*** Opening of The data ***

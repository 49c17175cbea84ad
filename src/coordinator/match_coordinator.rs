//! Match lifecycle: start, drive, finalize, report.

use serde::{Deserialize, Serialize};

use super::controller::BattleController;
use crate::content::QuizGate;
use crate::core::{
    AnsweredQuiz, Attack, BattleConfig, BattleError, BattleState, Combatant, CombatantId, Result,
    Seat, TurnRecord,
};
use crate::rules::TurnEngine;

/// Final result of a finished match.
#[derive(Clone, Copy, Debug, PartialEq, Eq, Serialize, Deserialize)]
pub struct MatchOutcome {
    pub winner_id: CombatantId,
    /// Round in which the match ended.
    pub rounds: u32,
}

/// Error type scoring collaborators may return.
pub type SinkError = Box<dyn std::error::Error + Send + Sync>;

/// Consumer of finished match outcomes (scores, achievements, ...).
pub trait ScoreSink {
    fn submit(&mut self, outcome: &MatchOutcome) -> std::result::Result<(), SinkError>;
}

/// Owns a match from start to finish.
///
/// The coordinator is the only component that knows about whole matches;
/// individual turns are delegated to the `TurnEngine`.
#[derive(Clone, Debug, Default)]
pub struct MatchCoordinator {
    config: BattleConfig,
    engine: TurnEngine,
}

impl MatchCoordinator {
    /// Create a coordinator for a configuration.
    #[must_use]
    pub fn new(config: BattleConfig) -> Self {
        let engine = TurnEngine::new(&config);
        Self { config, engine }
    }

    #[must_use]
    pub fn config(&self) -> &BattleConfig {
        &self.config
    }

    #[must_use]
    pub fn engine(&self) -> &TurnEngine {
        &self.engine
    }

    /// Open a match. Both combatants are reset to the configured full
    /// health and mana; combatant A acts first in round 1.
    ///
    /// Fails with `DuplicateCombatant` if both share an id.
    pub fn start_match(&self, mut a: Combatant, mut b: Combatant) -> Result<BattleState> {
        if a.id == b.id {
            return Err(BattleError::DuplicateCombatant(a.id));
        }
        for combatant in [&mut a, &mut b] {
            combatant.max_health = self.config.max_health;
            combatant.max_mana = self.config.max_mana;
            combatant.restore();
        }

        tracing::info!(a = %a.id, b = %b.id, "match started");
        Ok(BattleState::new(a, b))
    }

    /// Submit one attack on behalf of a player. A rejection leaves the same
    /// player to act; nothing is retried here.
    pub fn submit_attack(
        &self,
        state: &BattleState,
        attacker: CombatantId,
        attack: &Attack,
        quiz: Option<&AnsweredQuiz>,
    ) -> Result<BattleState> {
        self.engine.apply_attack(state, attacker, attack, quiz)
    }

    /// Summarize a finished match.
    ///
    /// Fails with `MatchNotFinished` while the match is ongoing.
    pub fn end_match(&self, state: &BattleState) -> Result<MatchOutcome> {
        match state.winner_id() {
            Some(winner_id) if state.is_finished() => Ok(MatchOutcome {
                winner_id,
                rounds: state.round(),
            }),
            _ => Err(BattleError::MatchNotFinished),
        }
    }

    /// Hand an outcome to a scoring collaborator.
    ///
    /// Fire-and-forget: a sink failure is logged and otherwise ignored, the
    /// outcome itself is already final.
    pub fn report(&self, outcome: &MatchOutcome, sink: &mut dyn ScoreSink) {
        if let Err(err) = sink.submit(outcome) {
            tracing::warn!(winner = %outcome.winner_id, error = %err, "failed to report match outcome");
        }
    }

    /// Drive a whole match between two controllers.
    ///
    /// Each iteration asks the active seat's controller for an attack. For
    /// quiz-gated attacks a question is drawn from `gate` using the
    /// attacker's name as category, and the same controller answers it.
    /// Rejected attacks are not recorded; the controller is simply asked
    /// again.
    ///
    /// ## Errors
    ///
    /// - `DuplicateCombatant` from `start_match`
    /// - `Stalled` when a controller has no move, or when `max_attempts`
    ///   submissions did not finish the match
    /// - `NoQuestionAvailable` when `gate` has nothing for a quiz-gated attack
    pub fn run_match(
        &self,
        a: Combatant,
        b: Combatant,
        seat_a: &mut dyn BattleController,
        seat_b: &mut dyn BattleController,
        gate: &mut dyn QuizGate,
    ) -> Result<BattleState> {
        let mut state = self.start_match(a, b)?;
        let mut attempts = 0u32;

        while !state.is_finished() {
            if attempts >= self.config.max_attempts {
                return Err(BattleError::Stalled { round: state.round() });
            }
            attempts += 1;

            let active = state.active_combatant_id();
            let controller: &mut dyn BattleController = match state.seat_of(active) {
                Some(Seat::A) => &mut *seat_a,
                _ => &mut *seat_b,
            };

            let attack = controller
                .choose_attack(&state, active)
                .ok_or(BattleError::Stalled { round: state.round() })?;

            let quiz = if attack.requires_quiz {
                let category = state.active_combatant().name.clone();
                let question = gate
                    .next_question(&category)
                    .ok_or(BattleError::NoQuestionAvailable(category))?;
                let outcome = controller.answer(&question);
                Some(AnsweredQuiz::new(&question, outcome))
            } else {
                None
            };

            match self.engine.apply_attack(&state, active, &attack, quiz.as_ref()) {
                Ok(next) => state = next,
                Err(err) if err.is_rejection() => {
                    tracing::debug!(%active, attack = %attack.name, error = %err, "retrying rejected attack");
                }
                Err(err) => return Err(err),
            }
        }

        Ok(state)
    }

    /// Rebuild a match from recorded turns.
    ///
    /// Every recorded turn is re-applied through the engine, so a history
    /// taken from a finished state replays to an equal state.
    pub fn replay(&self, a: Combatant, b: Combatant, turns: &[TurnRecord]) -> Result<BattleState> {
        let mut state = self.start_match(a, b)?;
        for turn in turns {
            state = self
                .engine
                .apply_attack(&state, turn.attacker, &turn.attack, turn.quiz.as_ref())?;
        }
        Ok(state)
    }
}
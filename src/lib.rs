//! # quiz-battle
//!
//! A deterministic two-combatant battle engine for a trivia mini-game.
//!
//! Two combatants alternate attacks. Some attacks are gated behind a timed
//! quiz question: their damage scales with whether the answer was right,
//! how hard the question was, and how fast it was answered.
//!
//! ## Design Principles
//!
//! 1. **Immutable State**: `BattleState` is a value. Every resolved attack
//!    returns a fresh state; rejected attacks leave the input untouched.
//!
//! 2. **Self-contained Turns**: mana regeneration, win detection and round
//!    counting all happen inside the same transition, so any match can be
//!    replayed from its turn history.
//!
//! 3. **Data-driven Damage**: difficulty/speed multipliers are ordered rule
//!    tables, not nested conditionals.
//!
//! ## Modules
//!
//! - `core`: combatants, attacks, quiz types, state, config, errors, RNG
//! - `damage`: multiplier rule tables and the damage resolver
//! - `rules`: the turn engine
//! - `coordinator`: match lifecycle and seat controllers
//! - `content`: the question-supply seam and an in-memory question bank

pub mod core;
pub mod damage;
pub mod rules;
pub mod coordinator;
pub mod content;

// Re-export commonly used types
pub use crate::core::{
    AnsweredQuiz, Attack, BattleConfig, BattleError, BattleRng, BattleState, BattleStatus,
    Combatant, CombatantId, Difficulty, QuizOutcome, QuizQuestion, RegenPolicy, Result, Seat,
    TurnRecord,
};

pub use crate::damage::{DamageResolver, DamageRoll, DamageTier, MultiplierTable};

pub use crate::rules::TurnEngine;

pub use crate::coordinator::{
    BattleController, MatchCoordinator, MatchOutcome, RandomController, ScoreSink,
    ScriptedController,
};

pub use crate::content::{QuestionBank, QuizGate};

*** Close of The data ***

Your task:
Your answer should be the records above, set down exactly.

Answer to the problem:
repository 49c17175cbea84ad
filename src/coordinator/match_coordinator.rs
//! Match lifecycle: start, drive, finalize, report.

use serde::{Deserialize, Serialize};

use super::controller::BattleController;
use crate::content::QuizGate;
use crate::core::{
    AnsweredQuiz, Attack, BattleConfig, BattleError, BattleState, Combatant, CombatantId, Result,
    Seat, TurnRecord,
};
use crate::rules::TurnEngine;

/// Final result of a finished match.
#[derive(Clone, Copy, Debug, PartialEq, Eq, Serialize, Deserialize)]
pub struct MatchOutcome {
    pub winner_id: CombatantId,
    /// Round in which the match ended.
    pub rounds: u32,
}

/// Error type scoring collaborators may return.
pub type SinkError = Box<dyn std::error::Error + Send + Sync>;

/// Consumer of finished match outcomes (scores, achievements, ...).
pub trait ScoreSink {
    fn submit(&mut self, outcome: &MatchOutcome) -> std::result::Result<(), SinkError>;
}

/// Owns a match from start to finish.
///
/// The coordinator is the only component that knows about whole matches;
/// individual turns are delegated to the `TurnEngine`.
#[derive(Clone, Debug, Default)]
pub struct MatchCoordinator {
    config: BattleConfig,
    engine: TurnEngine,
}

impl MatchCoordinator {
    /// Create a coordinator for a configuration.
    #[must_use]
    pub fn new(config: BattleConfig) -> Self {
        let engine = TurnEngine::new(&config);
        Self { config, engine }
    }

    #[must_use]
    pub fn config(&self) -> &BattleConfig {
        &self.config
    }

    #[must_use]
    pub fn engine(&self) -> &TurnEngine {
        &self.engine
    }

    /// Open a match. Both combatants are reset to the configured full
    /// health and mana; combatant A acts first in round 1.
    ///
    /// Fails with `DuplicateCombatant` if both share an id.
    pub fn start_match(&self, mut a: Combatant, mut b: Combatant) -> Result<BattleState> {
        if a.id == b.id {
            return Err(BattleError::DuplicateCombatant(a.id));
        }
        for combatant in [&mut a, &mut b] {
            combatant.max_health = self.config.max_health;
            combatant.max_mana = self.config.max_mana;
            combatant.restore();
        }

        tracing::info!(a = %a.id, b = %b.id, "match started");
        Ok(BattleState::new(a, b))
    }

    /// Submit one attack on behalf of a player. A rejection leaves the same
    /// player to act; nothing is retried here.
    pub fn submit_attack(
        &self,
        state: &BattleState,
        attacker: CombatantId,
        attack: &Attack,
        quiz: Option<&AnsweredQuiz>,
    ) -> Result<BattleState> {
        self.engine.apply_attack(state, attacker, attack, quiz)
    }

    /// Summarize a finished match.
    ///
    /// Fails with `MatchNotFinished` while the match is ongoing.
    pub fn end_match(&self, state: &BattleState) -> Result<MatchOutcome> {
        match state.winner_id() {
            Some(winner_id) if state.is_finished() => Ok(MatchOutcome {
                winner_id,
                rounds: state.round(),
            }),
            _ => Err(BattleError::MatchNotFinished),
        }
    }

    /// Hand an outcome to a scoring collaborator.
    ///
    /// Fire-and-forget: a sink failure is logged and otherwise ignored, the
    /// outcome itself is already final.
    pub fn report(&self, outcome: &MatchOutcome, sink: &mut dyn ScoreSink) {
        if let Err(err) = sink.submit(outcome) {
            tracing::warn!(winner = %outcome.winner_id, error = %err, "failed to report match outcome");
        }
    }

    /// Drive a whole match between two controllers.
    ///
    /// Each iteration asks the active seat's controller for an attack. For
    /// quiz-gated attacks a question is drawn from `gate` using the
    /// attacker's name as category, and the same controller answers it.
    /// Rejected attacks are not recorded; the controller is simply asked
    /// again.
    ///
    /// ## Errors
    ///
    /// - `DuplicateCombatant` from `start_match`
    /// - `Stalled` when a controller has no move, or when `max_attempts`
    ///   submissions did not finish the match
    /// - `NoQuestionAvailable` when `gate` has nothing for a quiz-gated attack
    pub fn run_match(
        &self,
        a: Combatant,
        b: Combatant,
        seat_a: &mut dyn BattleController,
        seat_b: &mut dyn BattleController,
        gate: &mut dyn QuizGate,
    ) -> Result<BattleState> {
        let mut state = self.start_match(a, b)?;
        let mut attempts = 0u32;

        while !state.is_finished() {
            if attempts >= self.config.max_attempts {
                return Err(BattleError::Stalled { round: state.round() });
            }
            attempts += 1;

            let active = state.active_combatant_id();
            let controller: &mut dyn BattleController = match state.seat_of(active) {
                Some(Seat::A) => &mut *seat_a,
                _ => &mut *seat_b,
            };

            let attack = controller
                .choose_attack(&state, active)
                .ok_or(BattleError::Stalled { round: state.round() })?;

            let quiz = if attack.requires_quiz {
                let category = state.active_combatant().name.clone();
                let question = gate
                    .next_question(&category)
                    .ok_or(BattleError::NoQuestionAvailable(category))?;
                let outcome = controller.answer(&question);
                Some(AnsweredQuiz::new(&question, outcome))
            } else {
                None
            };

            match self.engine.apply_attack(&state, active, &attack, quiz.as_ref()) {
                Ok(next) => state = next,
                Err(err) if err.is_rejection() => {
                    tracing::debug!(%active, attack = %attack.name, error = %err, "retrying rejected attack");
                }
                Err(err) => return Err(err),
            }
        }

        Ok(state)
    }

    /// Rebuild a match from recorded turns.
    ///
    /// Every recorded turn is re-applied through the engine, so a history
    /// taken from a finished state replays to an equal state.
    pub fn replay(&self, a: Combatant, b: Combatant, turns: &[TurnRecord]) -> Result<BattleState> {
        let mut state = self.start_match(a, b)?;
        for turn in turns {
            state = self
                .engine
                .apply_attack(&state, turn.attacker, &turn.attack, turn.quiz.as_ref())?;
        }
        Ok(state)
    }
}
filename src/lib.rs
//! # quiz-battle
//!
//! A deterministic two-combatant battle engine for a trivia mini-game.
//!
//! Two combatants alternate attacks. Some attacks are gated behind a timed
//! quiz question: their damage scales with whether the answer was right,
//! how hard the question was, and how fast it was answered.
//!
//! ## Design Principles
//!
//! 1. **Immutable State**: `BattleState` is a value. Every resolved attack
//!    returns a fresh state; rejected attacks leave the input untouched.
//!
//! 2. **Self-contained Turns**: mana regeneration, win detection and round
//!    counting all happen inside the same transition, so any match can be
//!    replayed from its turn history.
//!
//! 3. **Data-driven Damage**: difficulty/speed multipliers are ordered rule
//!    tables, not nested conditionals.
//!
//! ## Modules
//!
//! - `core`: combatants, attacks, quiz types, state, config, errors, RNG
//! - `damage`: multiplier rule tables and the damage resolver
//! - `rules`: the turn engine
//! - `coordinator`: match lifecycle and seat controllers
//! - `content`: the question-supply seam and an in-memory question bank

pub mod core;
pub mod damage;
pub mod rules;
pub mod coordinator;
pub mod content;

// Re-export commonly used types
pub use crate::core::{
    AnsweredQuiz, Attack, BattleConfig, BattleError, BattleRng, BattleState, BattleStatus,
    Combatant, CombatantId, Difficulty, QuizOutcome, QuizQuestion, RegenPolicy, Result, Seat,
    TurnRecord,
};

pub use crate::damage::{DamageResolver, DamageRoll, DamageTier, MultiplierTable};

pub use crate::rules::TurnEngine;

pub use crate::coordinator::{
    BattleController, MatchCoordinator, MatchOutcome, RandomController, ScoreSink,
    ScriptedController,
};

pub use crate::content::{QuestionBank, QuizGate};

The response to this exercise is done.